Books and Bytes

November 20, 2007

Interesting article in the NEW YORKER today (that’s my reading of choice while I’m working out, for those of you who don’t know).  I’m actually making my way through the November 5th issue; my road trip to the South Carolina Writers Workshop and WFC made me fall a bit behind, although in truth, I’m never fully caught up with my NEW YORKERs.

Anyway, the article was called “Future Reading,” and it was written by Anthony Grafton, a history professor at Princeton.  Grafton was basically saying that despite predictions that Google Book Search and other similarly ambitious efforts by tech giants (eg. Microsoft and Amazon) to digitize the entire compendium of world literature, we’re a long way from seeing the Death of the Printed Word.  Instead, because of gaps caused by copyright issues, the West’s lack of knowledge about — or serious interest in — literature from other cultures, and bugs in the current scanning technologies, we are destined to wind up with something far less than the comprehensive universal library suggested by the hype surrounding these projects.  (Grafton makes a point of noting here — and I’ll do the same — that Google, Microsoft, and Amazon never made claims to match the hype.)  Rather, what we’ll end up with is a patchwork of literature with a powerful bias toward material produced in wealthier societies, most of them Western.  This is, of course, a cursory summation of a far more nuanced and interesting article.  I urge anyone interested in writing or reading to check it out.

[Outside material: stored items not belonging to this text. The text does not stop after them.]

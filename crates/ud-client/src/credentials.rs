//! Credential storage
//!
//! The bearer token and the signed-in admin survive between runs in a
//! [`CredentialStore`]. The token itself is kept behind [`SecretString`] so it
//! never ends up in `Debug` output or logs.

use async_trait::async_trait;
use parking_lot::RwLock;
use secrecy::{ExposeSecret, SecretString};
use serde::{Deserialize, Serialize};
use std::path::{Path, PathBuf};
use tracing::warn;
use ud_core::{UdError, UdResult};
use ud_models::{AuthUser, LoginResponse};

/// A bearer token and whom it belongs to
#[derive(Debug, Clone)]
pub struct Credential {
    pub token: SecretString,
    pub user: AuthUser,
}

impl Credential {
    pub fn new(token: impl Into<String>, user: AuthUser) -> Self {
        Self {
            token: SecretString::new(token.into()),
            user,
        }
    }

    /// `Authorization` header value
    pub fn bearer(&self) -> String {
        format!("Bearer {}", self.token.expose_secret())
    }
}

impl From<&LoginResponse> for Credential {
    fn from(response: &LoginResponse) -> Self {
        Self::new(response.access_token.clone(), response.user())
    }
}

#[async_trait]
pub trait CredentialStore: Send + Sync {
    async fn load(&self) -> UdResult<Option<Credential>>;

    async fn save(&self, credential: &Credential) -> UdResult<()>;

    /// Forget the stored credential; a no-op when nothing is stored
    async fn clear(&self) -> UdResult<()>;
}

/// Credential held for the lifetime of the process
#[derive(Debug, Default)]
pub struct MemoryCredentialStore {
    credential: RwLock<Option<Credential>>,
}

impl MemoryCredentialStore {
    pub fn new() -> Self {
        Self::default()
    }

    pub fn with_credential(credential: Credential) -> Self {
        Self {
            credential: RwLock::new(Some(credential)),
        }
    }
}

#[async_trait]
impl CredentialStore for MemoryCredentialStore {
    async fn load(&self) -> UdResult<Option<Credential>> {
        Ok(self.credential.read().clone())
    }

    async fn save(&self, credential: &Credential) -> UdResult<()> {
        *self.credential.write() = Some(credential.clone());
        Ok(())
    }

    async fn clear(&self) -> UdResult<()> {
        *self.credential.write() = None;
        Ok(())
    }
}

/// On-disk layout of a stored credential
#[derive(Serialize, Deserialize)]
struct StoredCredential {
    token: String,
    username: String,
    is_superadmin: bool,
}

/// Credential kept in a JSON file
#[derive(Debug, Clone)]
pub struct FileCredentialStore {
    path: PathBuf,
}

impl FileCredentialStore {
    pub fn new(path: impl Into<PathBuf>) -> Self {
        Self { path: path.into() }
    }

    pub fn path(&self) -> &Path {
        &self.path
    }

    fn io_error(&self, action: &str, e: std::io::Error) -> UdError {
        UdError::Config(format!(
            "failed to {} credentials at {}: {}",
            action,
            self.path.display(),
            e
        ))
    }
}

#[async_trait]
impl CredentialStore for FileCredentialStore {
    async fn load(&self) -> UdResult<Option<Credential>> {
        let raw = match tokio::fs::read_to_string(&self.path).await {
            Ok(raw) => raw,
            Err(e) if e.kind() == std::io::ErrorKind::NotFound => return Ok(None),
            Err(e) => return Err(self.io_error("read", e)),
        };

        match serde_json::from_str::<StoredCredential>(&raw) {
            Ok(stored) => Ok(Some(Credential::new(
                stored.token,
                AuthUser {
                    username: stored.username,
                    is_superadmin: stored.is_superadmin,
                },
            ))),
            Err(e) => {
                warn!(path = %self.path.display(), error = %e, "Ignoring unreadable credential file");
                Ok(None)
            }
        }
    }

    async fn save(&self, credential: &Credential) -> UdResult<()> {
        if let Some(parent) = self.path.parent().filter(|p| !p.as_os_str().is_empty()) {
            tokio::fs::create_dir_all(parent)
                .await
                .map_err(|e| self.io_error("create directory for", e))?;
        }

        let stored = StoredCredential {
            token: credential.token.expose_secret().clone(),
            username: credential.user.username.clone(),
            is_superadmin: credential.user.is_superadmin,
        };
        let body = serde_json::to_string_pretty(&stored)
            .map_err(|e| UdError::Config(format!("failed to encode credentials: {}", e)))?;
        tokio::fs::write(&self.path, body)
            .await
            .map_err(|e| self.io_error("write", e))
    }

    async fn clear(&self) -> UdResult<()> {
        match tokio::fs::remove_file(&self.path).await {
            Ok(()) => Ok(()),
            Err(e) if e.kind() == std::io::ErrorKind::NotFound => Ok(()),
            Err(e) => Err(self.io_error("remove", e)),
        }
    }
}

#[cfg(test)]
mod tests {
    use super::*;

    fn admin() -> AuthUser {
        AuthUser {
            username: "root".into(),
            is_superadmin: true,
        }
    }

    #[test]
    fn test_debug_hides_token() {
        let credential = Credential::new("s3cret-token", admin());
        assert!(!format!("{:?}", credential).contains("s3cret-token"));
        assert_eq!(credential.bearer(), "Bearer s3cret-token");
    }

    #[tokio::test]
    async fn test_memory_store() {
        let store = MemoryCredentialStore::new();
        assert!(store.load().await.unwrap().is_none());

        store.save(&Credential::new("abc", admin())).await.unwrap();
        let loaded = store.load().await.unwrap().unwrap();
        assert_eq!(loaded.token.expose_secret(), "abc");
        assert_eq!(loaded.user, admin());

        store.clear().await.unwrap();
        assert!(store.load().await.unwrap().is_none());
    }

    #[tokio::test]
    async fn test_file_store_round_trip() {
        let dir = tempfile::tempdir().unwrap();
        let store = FileCredentialStore::new(dir.path().join("nested").join("credentials.json"));

        assert!(store.load().await.unwrap().is_none());
        store.save(&Credential::new("abc", admin())).await.unwrap();

        let loaded = store.load().await.unwrap().unwrap();
        assert_eq!(loaded.token.expose_secret(), "abc");
        assert_eq!(loaded.user.username, "root");

        store.clear().await.unwrap();
        assert!(store.load().await.unwrap().is_none());
        store.clear().await.unwrap();
    }

    #[tokio::test]
    async fn test_file_store_ignores_garbage() {
        let file = tempfile::NamedTempFile::new().unwrap();
        std::fs::write(file.path(), "not json").unwrap();
        let store = FileCredentialStore::new(file.path());
        assert!(store.load().await.unwrap().is_none());
    }
}
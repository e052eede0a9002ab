//! Query Encoder
//!
//! Translates a [`QueryState`] into the flat parameter mapping of the users
//! API. The encoding is one generic algorithm over two alias tables:
//!
//! - null checks (`is_empty`/`is_full`) send `<null alias> = "true"|"false"`
//! - `contains` sends `<field>_contains = value`
//! - `gt`/`lt`/`between` send the lower/upper range alias
//! - `equals` sends `<field> = value`
//!
//! Values that are not provided (absent or the empty string) send nothing.
//! Fields without an alias entry fall back to `<field>__isnull`,
//! `<field>__gte` and `<field>__lte`.

use serde::Serialize;
use std::collections::BTreeMap;
use tracing::debug;
use url::form_urlencoded;

use crate::filters::{provided, FilterRule, FilterValue, RuleSet};
use crate::operators::Operator;
use crate::state::QueryState;

/// Null-check parameter names, keyed by field
const NULL_ALIASES: &[(&str, &str)] = &[
    ("user_id", "no_user_id"),
    ("accounting_code", "no_accounting_code"),
    ("username", "no_username"),
    ("first_name", "no_first_name"),
    ("last_name", "no_last_name"),
    ("nickname", "no_nickname"),
    ("phone_number", "no_phone_number"),
    ("whatsapp_number", "no_whatsapp_number"),
    ("country", "no_country"),
    ("mode", "no_mode"),
    ("join_date", "no_join_date"),
    ("profile_path", "no_profile_path"),
    ("telegram_message_id", "no_telegram_msg_id"),
    ("group_message_id", "no_group_msg_id"),
    ("public_message_id", "no_public_msg_id"),
    ("public_group_message_id", "no_public_group_msg_id"),
    ("channel_updated_at", "no_channel_update"),
];

/// Lower/upper bound parameter names, keyed by field
const RANGE_ALIASES: &[(&str, &str, &str)] = &[
    ("score", "min_score", "max_score"),
    ("ban_time", "min_ban_time", "max_ban_time"),
    ("join_date", "joined_after_unix", "joined_before_unix"),
    ("updated_at", "updated_after", "updated_before"),
    ("channel_updated_at", "channel_updated_after", "channel_updated_before"),
];

/// Parameter name for a null check on `field`
pub fn null_alias(field: &str) -> String {
    NULL_ALIASES
        .iter()
        .find(|(name, _)| *name == field)
        .map(|(_, alias)| alias.to_string())
        .unwrap_or_else(|| format!("{}__isnull", field))
}

/// Lower and upper bound parameter names for `field`
pub fn range_aliases(field: &str) -> (String, String) {
    RANGE_ALIASES
        .iter()
        .find(|(name, _, _)| *name == field)
        .map(|(_, gte, lte)| (gte.to_string(), lte.to_string()))
        .unwrap_or_else(|| (format!("{}__gte", field), format!("{}__lte", field)))
}

/// Flat API query parameters, ordered by key
#[derive(Debug, Clone, Default, PartialEq, Eq, Serialize)]
#[serde(transparent)]
pub struct QueryParams(BTreeMap<String, String>);

impl QueryParams {
    pub fn new() -> Self {
        Self::default()
    }

    pub fn insert(&mut self, key: impl Into<String>, value: impl Into<String>) {
        self.0.insert(key.into(), value.into());
    }

    pub fn get(&self, key: &str) -> Option<&str> {
        self.0.get(key).map(String::as_str)
    }

    pub fn contains_key(&self, key: &str) -> bool {
        self.0.contains_key(key)
    }

    pub fn len(&self) -> usize {
        self.0.len()
    }

    pub fn is_empty(&self) -> bool {
        self.0.is_empty()
    }

    pub fn iter(&self) -> impl Iterator<Item = (&str, &str)> {
        self.0.iter().map(|(k, v)| (k.as_str(), v.as_str()))
    }

    /// `application/x-www-form-urlencoded` rendering
    pub fn to_query_string(&self) -> String {
        form_urlencoded::Serializer::new(String::new())
            .extend_pairs(self.iter())
            .finish()
    }
}

impl<'a> IntoIterator for &'a QueryParams {
    type Item = (&'a String, &'a String);
    type IntoIter = std::collections::btree_map::Iter<'a, String, String>;

    fn into_iter(self) -> Self::IntoIter {
        self.0.iter()
    }
}

/// Encode a listing state into API parameters
pub fn encode(state: &QueryState) -> QueryParams {
    let mut params = QueryParams::new();
    params.insert("page", state.page.to_string());
    params.insert("size", state.size.to_string());
    params.insert("order_by", state.sort.to_param());
    if let Some(search) = state.search.as_deref().filter(|s| !s.is_empty()) {
        params.insert("search", search);
    }
    encode_rules(&state.rules, &mut params);

    debug!(
        rules = state.rules.len(),
        params = params.len(),
        "Encoded listing query"
    );
    params
}

/// Parameters that ask only for the row count matching `rules`.
///
/// Page 1 with size 1, no sort and no search; the answer is `meta.total`.
pub fn encode_count(rules: &RuleSet) -> QueryParams {
    let mut params = QueryParams::new();
    params.insert("page", "1");
    params.insert("size", "1");
    encode_rules(rules, &mut params);
    params
}

fn encode_rules(rules: &RuleSet, params: &mut QueryParams) {
    for rule in rules {
        encode_rule(rule, params);
    }
}

fn encode_rule(rule: &FilterRule, params: &mut QueryParams) {
    let field = rule.field.as_str();
    let value = provided(&rule.value);

    match rule.operator {
        Operator::IsEmpty | Operator::IsFull => {
            let flag = rule.operator == Operator::IsEmpty;
            params.insert(null_alias(field), flag.to_string());
        }
        Operator::Contains => {
            if let Some(value) = value {
                params.insert(format!("{}_contains", field), value.to_string());
            }
        }
        Operator::Gt | Operator::Lt | Operator::Between => {
            let (gte, lte) = range_aliases(field);
            let (lower, upper) = match rule.operator {
                Operator::Gt => (value, None),
                Operator::Lt => (None, value),
                _ => (value, provided(&rule.value_to)),
            };
            insert_value(params, gte, lower);
            insert_value(params, lte, upper);
        }
        Operator::Equals => insert_value(params, field.to_string(), value),
    }
}

fn insert_value(params: &mut QueryParams, key: String, value: Option<&FilterValue>) {
    if let Some(value) = value {
        params.insert(key, value.to_string());
    }
}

One image from Grafton’s concluding paragraphs, though, struck me as being particularly and poignantly illustrative of the power of the printed word in its physical form.  The passage in question cited another work by a second historian, Paul Duguid.  To quote Grafton:

Duguid describes watching a fellow-historian systematically sniff two-hundred-and-fifty-year-old letters in an archive.  By detecting the smell of vinegar — which had been sprinkled, in the eighteenth century, on letters from towns struck by cholera, in the hope of disinfecting them — he could trace the history of the disease outbreaks.  (Grafton, Anthony, “Future Reading”, NEW YORKER, November 5, 2007, p. 54)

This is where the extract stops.